An Admins‘ Guide to Backing Up Exchange Server

Like any other essential business application, it is important to protect Exchange Server against data loss by performing regular backups. Ideally, you should back up Exchange Server using a reputable, third-party backup application. In the absence of such an application, however, you can use the Windows Server Backup tool that is included with the Windows Server operating system. Windows Server Backup is not installed by default, but you can install it onto Exchange Server by using the Server Manager’s Add Roles and Features Wizard to install the Windows Server Backup feature.

In most cases, backing up Exchange Server is a very straightforward process. Generally speaking, the backup administrator simply creates a backup job specifying the resources (i.e., Exchange) that are to be backed up, as well as the backup media to which the backup will be written. Even so, there is an entire laundry list of best practices that should be observed for Exchange Server backups.

First and foremost, make sure the backup application you are using supports backing up your particular version of Exchange Server. Because of the way that Exchange Server’s mailbox databases work, a simple file level backup will not work unless the databases are dismounted. To properly back up Exchange Server, the backup application must support the Volume Shadow Copy Services (VSS) and must also be Exchange Server-aware. Some backup applications require an Exchange Server plug-in before they can be used to back up Exchange.

Exchange Server Best Practice

emaildatabase.jpgAnother backup best practice for Exchange Server is to try to keep your mailbox databases at a small-to- moderate size. From a backup and recovery standpoint, it is better to have several small mailbox databases than one large one, because of the amount of time involved in restoring a large mailbox database. Never mind the fact that distributing mailboxes across multiple databases helps to limit the impact of a database-level failure.

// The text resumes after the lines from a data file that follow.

//! Blocking facade over [`DynamoDbClient`].
//!
//! Each call runs the async operation to completion on a tokio runtime owned
//! (or shared) by the [`BlockingClient`]. Calling it from inside an async
//! context panics, as `Runtime::block_on` does; use [`DynamoDbClient`] there.

use std::sync::Arc;

use dynamite_model::input::{
    BatchGetItemInput, BatchWriteItemInput, CreateBackupInput, CreateGlobalTableInput,
    CreateTableInput, DeleteBackupInput, DeleteItemInput, DeleteTableInput, DescribeBackupInput,
    DescribeContinuousBackupsInput, DescribeGlobalTableInput, DescribeGlobalTableSettingsInput,
    DescribeLimitsInput, DescribeTableInput, DescribeTimeToLiveInput, GetItemInput,
    ListBackupsInput, ListGlobalTablesInput, ListTablesInput, ListTagsOfResourceInput,
    PutItemInput, QueryInput, RestoreTableFromBackupInput, RestoreTableToPointInTimeInput,
    ScanInput, TagResourceInput, UntagResourceInput, UpdateContinuousBackupsInput,
    UpdateGlobalTableInput, UpdateGlobalTableSettingsInput, UpdateItemInput, UpdateTableInput,
    UpdateTimeToLiveInput,
};
use dynamite_model::output::{
    BatchGetItemOutput, BatchWriteItemOutput, CreateBackupOutput, CreateGlobalTableOutput,
    CreateTableOutput, DeleteBackupOutput, DeleteItemOutput, DeleteTableOutput,
    DescribeBackupOutput, DescribeContinuousBackupsOutput, DescribeGlobalTableOutput,
    DescribeGlobalTableSettingsOutput, DescribeLimitsOutput, DescribeTableOutput,
    DescribeTimeToLiveOutput, GetItemOutput, ListBackupsOutput, ListGlobalTablesOutput,
    ListTablesOutput, ListTagsOfResourceOutput, PutItemOutput, QueryOutput,
    RestoreTableFromBackupOutput, RestoreTableToPointInTimeOutput, ScanOutput, TagResourceOutput,
    UntagResourceOutput, UpdateContinuousBackupsOutput, UpdateGlobalTableOutput,
    UpdateGlobalTableSettingsOutput, UpdateItemOutput, UpdateTableOutput, UpdateTimeToLiveOutput,
};
use tokio::runtime::Runtime;

use crate::client::{DynamoDb, DynamoDbClient, ResponseMetadata};
use crate::error::{ClientError, Result};

/// Synchronous DynamoDB client.
#[derive(Debug, Clone)]
pub struct BlockingClient {
    client: DynamoDbClient,
    runtime: Arc<Runtime>,
}

impl BlockingClient {
    /// Wrap `client` with a new multi-thread runtime.
    ///
    /// # Errors
    ///
    /// Returns [`ClientError::Runtime`] if the runtime cannot start.
    pub fn new(client: DynamoDbClient) -> Result<Self> {
        let runtime = tokio::runtime::Builder::new_multi_thread()
            .enable_all()
            .thread_name("dynamite-blocking")
            .build()
            .map_err(ClientError::Runtime)?;
        Ok(Self::with_runtime(client, Arc::new(runtime)))
    }

    /// Wrap `client`, driving calls on an existing runtime.
    #[must_use]
    pub fn with_runtime(client: DynamoDbClient, runtime: Arc<Runtime>) -> Self {
        Self { client, runtime }
    }

    /// Configuration and credentials from the environment.
    ///
    /// # Errors
    ///
    /// See [`DynamoDbClient::from_env`] and [`BlockingClient::new`].
    pub fn from_env() -> Result<Self> {
        Self::new(DynamoDbClient::from_env()?)
    }

    /// The wrapped async client.
    #[must_use]
    pub fn async_client(&self) -> &DynamoDbClient {
        &self.client
    }

    /// See [`DynamoDbClient::last_response_metadata`].
    #[must_use]
    pub fn last_response_metadata(&self) -> Option<ResponseMetadata> {
        self.client.last_response_metadata()
    }

    /// Every table name, following `LastEvaluatedTableName` to the end.
    ///
    /// # Errors
    ///
    /// Returns the first failing page's error.
    pub fn list_all_tables(&self) -> Result<Vec<String>> {
        let mut names = Vec::new();
        let mut input = ListTablesInput::new();
        loop {
            let page = self.list_tables(input.clone())?;
            names.extend(page.table_names);
            match page.last_evaluated_table_name {
                Some(last) if !last.is_empty() => {
                    input = input.with_exclusive_start_table_name(last);
                }
                _ => return Ok(names),
            }
        }
    }
}

macro_rules! blocking {
    ($($method:ident($input:ty) -> $output:ty;)+) => {
        impl BlockingClient {
            $(
                #[doc = concat!("Blocking form of [`DynamoDb::", stringify!($method), "`].")]
                ///
                /// # Errors
                ///
                /// Same as the async operation.
                pub fn $method(&self, input: $input) -> Result<$output> {
                    self.runtime.block_on(self.client.$method(input))
                }
            )+
        }
    };
}

blocking! {
    get_item(GetItemInput) -> GetItemOutput;
    put_item(PutItemInput) -> PutItemOutput;
    update_item(UpdateItemInput) -> UpdateItemOutput;
    delete_item(DeleteItemInput) -> DeleteItemOutput;
    batch_get_item(BatchGetItemInput) -> BatchGetItemOutput;
    batch_write_item(BatchWriteItemInput) -> BatchWriteItemOutput;
    query(QueryInput) -> QueryOutput;
    scan(ScanInput) -> ScanOutput;
    create_table(CreateTableInput) -> CreateTableOutput;
    describe_table(DescribeTableInput) -> DescribeTableOutput;
    update_table(UpdateTableInput) -> UpdateTableOutput;
    delete_table(DeleteTableInput) -> DeleteTableOutput;
    list_tables(ListTablesInput) -> ListTablesOutput;
    describe_limits(DescribeLimitsInput) -> DescribeLimitsOutput;
    create_backup(CreateBackupInput) -> CreateBackupOutput;
    describe_backup(DescribeBackupInput) -> DescribeBackupOutput;
    delete_backup(DeleteBackupInput) -> DeleteBackupOutput;
    list_backups(ListBackupsInput) -> ListBackupsOutput;
    restore_table_from_backup(RestoreTableFromBackupInput) -> RestoreTableFromBackupOutput;
    restore_table_to_point_in_time(RestoreTableToPointInTimeInput) -> RestoreTableToPointInTimeOutput;
    describe_continuous_backups(DescribeContinuousBackupsInput) -> DescribeContinuousBackupsOutput;
    update_continuous_backups(UpdateContinuousBackupsInput) -> UpdateContinuousBackupsOutput;
    create_global_table(CreateGlobalTableInput) -> CreateGlobalTableOutput;
    describe_global_table(DescribeGlobalTableInput) -> DescribeGlobalTableOutput;
    update_global_table(UpdateGlobalTableInput) -> UpdateGlobalTableOutput;
    list_global_tables(ListGlobalTablesInput) -> ListGlobalTablesOutput;
    describe_global_table_settings(DescribeGlobalTableSettingsInput) -> DescribeGlobalTableSettingsOutput;
    update_global_table_settings(UpdateGlobalTableSettingsInput) -> UpdateGlobalTableSettingsOutput;
    describe_time_to_live(DescribeTimeToLiveInput) -> DescribeTimeToLiveOutput;
    update_time_to_live(UpdateTimeToLiveInput) -> UpdateTimeToLiveOutput;
    tag_resource(TagResourceInput) -> TagResourceOutput;
    untag_resource(UntagResourceInput) -> UntagResourceOutput;
    list_tags_of_resource(ListTagsOfResourceInput) -> ListTagsOfResourceOutput;
}

#[cfg(test)]
mod tests {
    use super::*;
    use crate::testing::{MockTransport, client, ok};

    #[test]
    fn test_should_run_operations_without_an_async_caller() {
        let transport = MockTransport::new([
            ok(r#"{"TableNames":["a"],"LastEvaluatedTableName":"a"}"#),
            ok(r#"{"TableNames":["b"]}"#),
        ]);
        let runtime = Arc::new(
            tokio::runtime::Builder::new_current_thread()
                .enable_all()
                .build()
                .unwrap(),
        );
        let blocking = BlockingClient::with_runtime(client(transport.clone()), runtime);

        assert_eq!(blocking.list_all_tables().unwrap(), vec!["a", "b"]);
        assert_eq!(transport.requests().len(), 2);
        assert!(blocking.last_response_metadata().is_some());
    }
}
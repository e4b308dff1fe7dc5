//! DynamoDB service error types.
//!
//! Errors come back as JSON bodies with a `__type` field holding either a
//! short code (`ResourceNotFoundException`) or a namespace-qualified one
//! (`com.amazonaws.dynamodb.v20120810#ResourceNotFoundException`), plus a
//! `message` (or `Message`) field.

use std::fmt;

use serde::Deserialize;

/// Header carrying the request id assigned by the service.
pub const REQUEST_ID_HEADER: &str = "x-amzn-requestid";

/// Header some front ends use to report the error type when the body is empty.
pub const ERROR_TYPE_HEADER: &str = "x-amzn-errortype";

wire_enum! {
    /// Well-known DynamoDB error codes.
    #[non_exhaustive]
    pub enum ServiceErrorCode {
        ConditionalCheckFailedException = "ConditionalCheckFailedException",
        ProvisionedThroughputExceededException = "ProvisionedThroughputExceededException",
        ResourceNotFoundException = "ResourceNotFoundException",
        ResourceInUseException = "ResourceInUseException",
        ItemCollectionSizeLimitExceededException = "ItemCollectionSizeLimitExceededException",
        LimitExceededException = "LimitExceededException",
        InternalServerError = "InternalServerError",
        BackupInUseException = "BackupInUseException",
        BackupNotFoundException = "BackupNotFoundException",
        ContinuousBackupsUnavailableException = "ContinuousBackupsUnavailableException",
        GlobalTableAlreadyExistsException = "GlobalTableAlreadyExistsException",
        GlobalTableNotFoundException = "GlobalTableNotFoundException",
        IndexNotFoundException = "IndexNotFoundException",
        InvalidRestoreTimeException = "InvalidRestoreTimeException",
        PointInTimeRecoveryUnavailableException = "PointInTimeRecoveryUnavailableException",
        ReplicaAlreadyExistsException = "ReplicaAlreadyExistsException",
        ReplicaNotFoundException = "ReplicaNotFoundException",
        TableAlreadyExistsException = "TableAlreadyExistsException",
        TableInUseException = "TableInUseException",
        TableNotFoundException = "TableNotFoundException",
        // Protocol-level codes any action can return.
        ValidationException = "ValidationException",
        SerializationException = "SerializationException",
        AccessDeniedException = "AccessDeniedException",
        UnrecognizedClientException = "UnrecognizedClientException",
        ThrottlingException = "ThrottlingException",
        RequestLimitExceeded = "RequestLimitExceeded",
        MissingAuthenticationTokenException = "MissingAuthenticationTokenException",
        IncompleteSignatureException = "IncompleteSignatureException",
        InvalidSignatureException = "InvalidSignatureException",
        ExpiredTokenException = "ExpiredTokenException",
        TransactionConflictException = "TransactionConflictException",
    }
}

impl ServiceErrorCode {
    /// Parse an error type that may carry a `namespace#` prefix or a
    /// `:`-separated suffix (as sent in `x-amzn-ErrorType`).
    ///
    /// ```
    /// use dynamite_model::ServiceErrorCode;
    ///
    /// assert_eq!(
    ///     ServiceErrorCode::from_error_type("com.amazonaws.dynamodb.v20120810#TableNotFoundException"),
    ///     ServiceErrorCode::TableNotFoundException,
    /// );
    /// ```
    #[must_use]
    pub fn from_error_type(error_type: &str) -> Self {
        let code = error_type.rsplit('#').next().unwrap_or(error_type);
        let code = code.split(':').next().unwrap_or(code).trim();
        Self::from_wire(code)
    }

    /// Returns `true` for codes the service uses to signal throttling.
    #[must_use]
    pub fn is_throttling(&self) -> bool {
        matches!(
            self,
            Self::ProvisionedThroughputExceededException
                | Self::ThrottlingException
                | Self::RequestLimitExceeded
        )
    }

    /// Returns `true` if a request failing with this code may succeed on retry.
    #[must_use]
    pub fn is_retryable(&self) -> bool {
        self.is_throttling()
            || matches!(
                self,
                Self::InternalServerError | Self::TransactionConflictException
            )
    }
}

/// An error reported by the DynamoDB service.
#[derive(Debug, Clone, PartialEq, Eq)]
pub struct ServiceError {
    /// The error code.
    pub code: ServiceErrorCode,
    /// A human-readable error message.
    pub message: String,
    /// The HTTP status code of the response.
    pub status: http::StatusCode,
    /// The `x-amzn-RequestId` of the failed request, if present.
    pub request_id: Option<String>,
}

#[derive(Deserialize)]
struct ErrorBody {
    #[serde(rename = "__type")]
    error_type: Option<String>,
    #[serde(alias = "Message")]
    message: Option<String>,
}

impl ServiceError {
    /// Create a new `ServiceError` with a message and status.
    #[must_use]
    pub fn new(
        code: ServiceErrorCode,
        message: impl Into<String>,
        status: http::StatusCode,
    ) -> Self {
        Self {
            code,
            message: message.into(),
            status,
            request_id: None,
        }
    }

    /// Set the request id.
    #[must_use]
    pub fn with_request_id(mut self, request_id: impl Into<String>) -> Self {
        self.request_id = Some(request_id.into());
        self
    }

    /// Decode an error response.
    ///
    /// The JSON body wins when it names an error type. Otherwise the
    /// `x-amzn-ErrorType` header is used, and as a last resort the status
    /// code decides between `InternalServerError` and an `Unknown` code.
    #[must_use]
    pub fn from_response(
        status: http::StatusCode,
        headers: &http::HeaderMap,
        body: &[u8],
    ) -> Self {
        let parsed = serde_json::from_slice::<ErrorBody>(body).ok();
        let (body_type, message) = match parsed {
            Some(b) => (b.error_type, b.message),
            None => (None, None),
        };

        let header_type = headers
            .get(ERROR_TYPE_HEADER)
            .and_then(|v| v.to_str().ok())
            .map(str::to_owned);

        let code = match body_type.or(header_type) {
            Some(t) => ServiceErrorCode::from_error_type(&t),
            None if status.is_server_error() => ServiceErrorCode::InternalServerError,
            None => ServiceErrorCode::Unknown(format!("HTTP {}", status.as_u16())),
        };

        let message = message.unwrap_or_else(|| {
            status
                .canonical_reason()
                .unwrap_or("unknown error")
                .to_owned()
        });

        let request_id = headers
            .get(REQUEST_ID_HEADER)
            .and_then(|v| v.to_str().ok())
            .map(str::to_owned);

        Self {
            code,
            message,
            status,
            request_id,
        }
    }

    /// Returns `true` if the request may succeed on retry.
    #[must_use]
    pub fn is_retryable(&self) -> bool {
        self.code.is_retryable() || self.status.is_server_error()
    }
}

impl fmt::Display for ServiceError {
    fn fmt(&self, f: &mut fmt::Formatter<'_>) -> fmt::Result {
        write!(f, "{} ({}): {}", self.code, self.status.as_u16(), self.message)?;
        if let Some(id) = &self.request_id {
            write!(f, " [request id: {id}]")?;
        }
        Ok(())
    }
}

impl std::error::Error for ServiceError {}

#[cfg(test)]
mod tests {
    use http::{HeaderMap, HeaderValue, StatusCode};

    use super::*;

    #[test]
    fn test_should_parse_qualified_error_type() {
        let code = ServiceErrorCode::from_error_type(
            "com.amazonaws.dynamodb.v20120810#ConditionalCheckFailedException",
        );
        assert_eq!(code, ServiceErrorCode::ConditionalCheckFailedException);

        let code = ServiceErrorCode::from_error_type("com.amazon.coral.validate#ValidationException");
        assert_eq!(code, ServiceErrorCode::ValidationException);
    }

    #[test]
    fn test_should_strip_header_suffix_from_error_type() {
        let code = ServiceErrorCode::from_error_type(
            "ResourceNotFoundException:http://internal.amazon.com/coral/",
        );
        assert_eq!(code, ServiceErrorCode::ResourceNotFoundException);
    }

    #[test]
    fn test_should_keep_unrecognized_codes() {
        let code = ServiceErrorCode::from_error_type("ns#BrandNewException");
        assert_eq!(code, ServiceErrorCode::Unknown("BrandNewException".to_owned()));
        assert!(!code.is_retryable());
    }

    #[test]
    fn test_should_classify_throttling() {
        assert!(ServiceErrorCode::ProvisionedThroughputExceededException.is_throttling());
        assert!(ServiceErrorCode::ThrottlingException.is_throttling());
        assert!(ServiceErrorCode::RequestLimitExceeded.is_retryable());
        assert!(ServiceErrorCode::InternalServerError.is_retryable());
        assert!(!ServiceErrorCode::ConditionalCheckFailedException.is_retryable());
        assert!(!ServiceErrorCode::ValidationException.is_throttling());
    }

    #[test]
    fn test_should_decode_lowercase_message() {
        let body = br#"{"__type":"com.amazonaws.dynamodb.v20120810#ResourceNotFoundException","message":"Requested resource not found"}"#;
        let mut headers = HeaderMap::new();
        headers.insert("x-amzn-requestid", HeaderValue::from_static("REQ123"));

        let err = ServiceError::from_response(StatusCode::BAD_REQUEST, &headers, body);
        assert_eq!(err.code, ServiceErrorCode::ResourceNotFoundException);
        assert_eq!(err.message, "Requested resource not found");
        assert_eq!(err.request_id.as_deref(), Some("REQ123"));
        assert!(!err.is_retryable());
    }

    #[test]
    fn test_should_decode_capitalized_message() {
        let body = br#"{"__type":"com.amazon.coral.validate#ValidationException","Message":"bad key"}"#;
        let err = ServiceError::from_response(StatusCode::BAD_REQUEST, &HeaderMap::new(), body);
        assert_eq!(err.code, ServiceErrorCode::ValidationException);
        assert_eq!(err.message, "bad key");
    }

    #[test]
    fn test_should_fall_back_to_error_type_header() {
        let mut headers = HeaderMap::new();
        headers.insert(
            "x-amzn-errortype",
            HeaderValue::from_static("ThrottlingException:http://internal.amazon.com/coral/"),
        );
        let err = ServiceError::from_response(StatusCode::BAD_REQUEST, &headers, b"");
        assert_eq!(err.code, ServiceErrorCode::ThrottlingException);
        assert_eq!(err.message, "Bad Request");
        assert!(err.is_retryable());
    }

    #[test]
    fn test_should_treat_bare_5xx_as_internal_error() {
        let err = ServiceError::from_response(
            StatusCode::SERVICE_UNAVAILABLE,
            &HeaderMap::new(),
            b"<html>oops</html>",
        );
        assert_eq!(err.code, ServiceErrorCode::InternalServerError);
        assert!(err.is_retryable());
    }

    #[test]
    fn test_should_display_code_status_and_request_id() {
        let err = ServiceError::new(
            ServiceErrorCode::TableNotFoundException,
            "no such table",
            StatusCode::BAD_REQUEST,
        )
        .with_request_id("abc");
        assert_eq!(
            err.to_string(),
            "TableNotFoundException (400): no such table [request id: abc]"
        );
    }
}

Depending on the backup application you are using, performing an Exchange Server restoration often requires the use of a recovery database. A recovery database can be as large as the database that is being recovered. You must therefore ensure you leave adequate disk space to accommodate the recovery database, plus a little extra to account for any overhead involved in the recovery process.

Another important thing to know about Exchange Server backups, is that the backup process does more than just copying data to the backup media. The backup processes transaction logs and updates checkpoint files. Because of this, it is important to avoid using more than one backup application to back up Exchange Server. Otherwise, you could end up causing problems with the log-file replay process.

Verifying Your Backup

verfiy backup.jpgAlthough most backup applications do include a function that will allow you to verify that Exchange Server has been backed up successfully, it is also possible to use the Exchange Management Shell to see when Exchange was last backed up. The command for doing so is:

Get-MailboxDatabase -Server <your server name> -Status | FL Name, SnapshotLastFullBackup, LastFullBackup

One last thing to consider with regard to backing up Exchange Server is that many organizations leverage Exchange Database Availability Groups in order to ensure high availability for Exchange mailboxes. When database availability groups are in use, there is usually more than one copy of each mailbox database. You can back up any of the mailbox database copies, but it is best to back up the passive copy whenever possible, so as to avoid placing an additional I/O load on the primary database copy. It is important to be aware that some backup applications have their own unique nuances related to backing up Database Availability Groups, so make sure you are aware of any limitations inherent in the backup software you are using.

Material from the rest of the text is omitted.